═════ LISTED ENTRIES ═════
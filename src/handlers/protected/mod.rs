// handlers/protected/mod.rs - Bearer token required

pub mod content;
pub mod session;
use std::collections::BTreeMap;

use serde::{Deserialize, Serialize};
use serde_json::{Map, Value};

/// Record field carrying the owning tenant.
pub const ORGANIZATION_FIELD: &str = "organizationId";
/// Server-assigned record identifier.
pub const ID_FIELD: &str = "id";
/// Legacy document-store identifier, stripped like `id`.
pub const LEGACY_ID_FIELD: &str = "_id";

#[derive(Debug, Clone, Copy, PartialEq, Eq, Serialize, Deserialize)]
#[serde(rename_all = "snake_case")]
pub enum Operation {
    Read,
    Create,
    Update,
    Delete,
}

/// Conjunction of field equalities handed to the content store.
///
/// The empty predicate matches every record.
#[derive(Debug, Clone, Default, PartialEq, Serialize, Deserialize)]
#[serde(transparent)]
pub struct Predicate {
    conditions: BTreeMap<String, Value>,
}

impl Predicate {
    /// Unrestricted predicate.
    pub fn all() -> Self {
        Self::default()
    }

    pub fn eq(mut self, field: impl Into<String>, value: impl Into<Value>) -> Self {
        self.conditions.insert(field.into(), value.into());
        self
    }

    pub fn by_id(id: impl Into<String>) -> Self {
        Self::all().eq(ID_FIELD, id.into())
    }

    pub fn by_organization(organization_id: impl Into<String>) -> Self {
        Self::all().eq(ORGANIZATION_FIELD, organization_id.into())
    }

    pub fn is_unrestricted(&self) -> bool {
        self.conditions.is_empty()
    }

    pub fn get(&self, field: &str) -> Option<&Value> {
        self.conditions.get(field)
    }

    pub fn organization_id(&self) -> Option<&str> {
        self.get(ORGANIZATION_FIELD).and_then(Value::as_str)
    }

    pub fn record_id(&self) -> Option<&str> {
        self.get(ID_FIELD).and_then(Value::as_str)
    }

    pub fn conditions(&self) -> impl Iterator<Item = (&str, &Value)> {
        self.conditions.iter().map(|(k, v)| (k.as_str(), v))
    }

    pub fn len(&self) -> usize {
        self.conditions.len()
    }

    pub fn is_empty(&self) -> bool {
        self.conditions.is_empty()
    }

    /// Every condition must be present on the record with an equal value.
    pub fn matches(&self, record: &Map<String, Value>) -> bool {
        self.conditions
            .iter()
            .all(|(field, expected)| record.get(field) == Some(expected))
    }
}
// Storage collaborators
//
// The core only ever talks to these traits. `memory` and `postgres` provide
// the two reference backends.

use async_trait::async_trait;
use serde_json::{Map, Value};
use thiserror::Error;
use uuid::Uuid;

use crate::database::models::{Organization, User};
use crate::scope::Predicate;

pub type Record = Map<String, Value>;

#[derive(Debug, Error)]
pub enum StoreError {
    #[error("Conflict: {0}")]
    Conflict(String),

    #[error("Storage backend error: {0}")]
    Backend(String),
}

impl From<sqlx::Error> for StoreError {
    fn from(err: sqlx::Error) -> Self {
        if let sqlx::Error::Database(db) = &err {
            if db.code().as_deref() == Some("23505") {
                return StoreError::Conflict(db.message().to_string());
            }
        }
        StoreError::Backend(err.to_string())
    }
}

impl From<serde_json::Error> for StoreError {
    fn from(err: serde_json::Error) -> Self {
        StoreError::Backend(format!("Corrupt stored document: {}", err))
    }
}

/// Counts removed by a cascading organization delete.
#[derive(Debug, Clone, Default, PartialEq, Eq, serde::Serialize)]
#[serde(rename_all = "camelCase")]
pub struct CascadeReport {
    pub users: u64,
    pub records: u64,
}

#[async_trait]
pub trait OrganizationStore: Send + Sync {
    async fn get(&self, organization_id: &str) -> Result<Option<Organization>, StoreError>;

    async fn find_by_domain(&self, domain: &str) -> Result<Option<Organization>, StoreError>;

    async fn list(&self) -> Result<Vec<Organization>, StoreError>;

    async fn insert(&self, organization: &Organization) -> Result<(), StoreError>;

    /// Returns false when no row carries the id.
    async fn replace(&self, organization: &Organization) -> Result<bool, StoreError>;

    async fn remove(&self, organization_id: &str) -> Result<bool, StoreError>;

    /// Backends that can delete an organization together with its users and
    /// records in one transaction override this. `Ok(None)` means the caller
    /// must cascade step by step.
    async fn remove_cascade(
        &self,
        _organization_id: &str,
        _collections: &[&str],
    ) -> Result<Option<CascadeReport>, StoreError> {
        Ok(None)
    }
}

#[async_trait]
pub trait UserStore: Send + Sync {
    async fn get(&self, id: Uuid) -> Result<Option<User>, StoreError>;

    /// Matches either the email or the username.
    async fn find_by_identifier(&self, identifier: &str) -> Result<Option<User>, StoreError>;

    async fn list(&self) -> Result<Vec<User>, StoreError>;

    async fn insert(&self, user: &User) -> Result<(), StoreError>;

    async fn replace(&self, user: &User) -> Result<bool, StoreError>;

    async fn remove(&self, id: Uuid) -> Result<bool, StoreError>;

    async fn delete_by_organization(&self, organization_id: &str) -> Result<u64, StoreError>;
}

#[async_trait]
pub trait ContentStore: Send + Sync {
    async fn find(&self, collection: &str, predicate: &Predicate) -> Result<Vec<Record>, StoreError>;

    async fn insert_one(&self, collection: &str, record: Record) -> Result<Record, StoreError>;

    /// Shallow-merges `patch` into the first matching record. Returns the
    /// matched count.
    async fn update_one(&self, collection: &str, predicate: &Predicate, patch: Record) -> Result<u64, StoreError>;

    async fn delete_one(&self, collection: &str, predicate: &Predicate) -> Result<u64, StoreError>;

    async fn delete_many(&self, collection: &str, predicate: &Predicate) -> Result<u64, StoreError>;

    async fn count(&self, collection: &str, predicate: &Predicate) -> Result<u64, StoreError> {
        Ok(self.find(collection, predicate).await?.len() as u64)
    }
}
═════
### PROBLEM
Nothing but the lines above from the one containing "Bearer token required" through the one containing "pub fn record_id(&self)" should appear in the answer, each repeated exactly.

### RESPONSE FOR THIS EXERCISE
// handlers/protected/mod.rs - Bearer token required

pub mod content;
pub mod session;
use std::collections::BTreeMap;

use serde::{Deserialize, Serialize};
use serde_json::{Map, Value};

/// Record field carrying the owning tenant.
pub const ORGANIZATION_FIELD: &str = "organizationId";
/// Server-assigned record identifier.
pub const ID_FIELD: &str = "id";
/// Legacy document-store identifier, stripped like `id`.
pub const LEGACY_ID_FIELD: &str = "_id";

#[derive(Debug, Clone, Copy, PartialEq, Eq, Serialize, Deserialize)]
#[serde(rename_all = "snake_case")]
pub enum Operation {
    Read,
    Create,
    Update,
    Delete,
}

/// Conjunction of field equalities handed to the content store.
///
/// The empty predicate matches every record.
#[derive(Debug, Clone, Default, PartialEq, Serialize, Deserialize)]
#[serde(transparent)]
pub struct Predicate {
    conditions: BTreeMap<String, Value>,
}

impl Predicate {
    /// Unrestricted predicate.
    pub fn all() -> Self {
        Self::default()
    }

    pub fn eq(mut self, field: impl Into<String>, value: impl Into<Value>) -> Self {
        self.conditions.insert(field.into(), value.into());
        self
    }

    pub fn by_id(id: impl Into<String>) -> Self {
        Self::all().eq(ID_FIELD, id.into())
    }

    pub fn by_organization(organization_id: impl Into<String>) -> Self {
        Self::all().eq(ORGANIZATION_FIELD, organization_id.into())
    }

    pub fn is_unrestricted(&self) -> bool {
        self.conditions.is_empty()
    }

    pub fn get(&self, field: &str) -> Option<&Value> {
        self.conditions.get(field)
    }

    pub fn organization_id(&self) -> Option<&str> {
        self.get(ORGANIZATION_FIELD).and_then(Value::as_str)
    }

    pub fn record_id(&self) -> Option<&str> {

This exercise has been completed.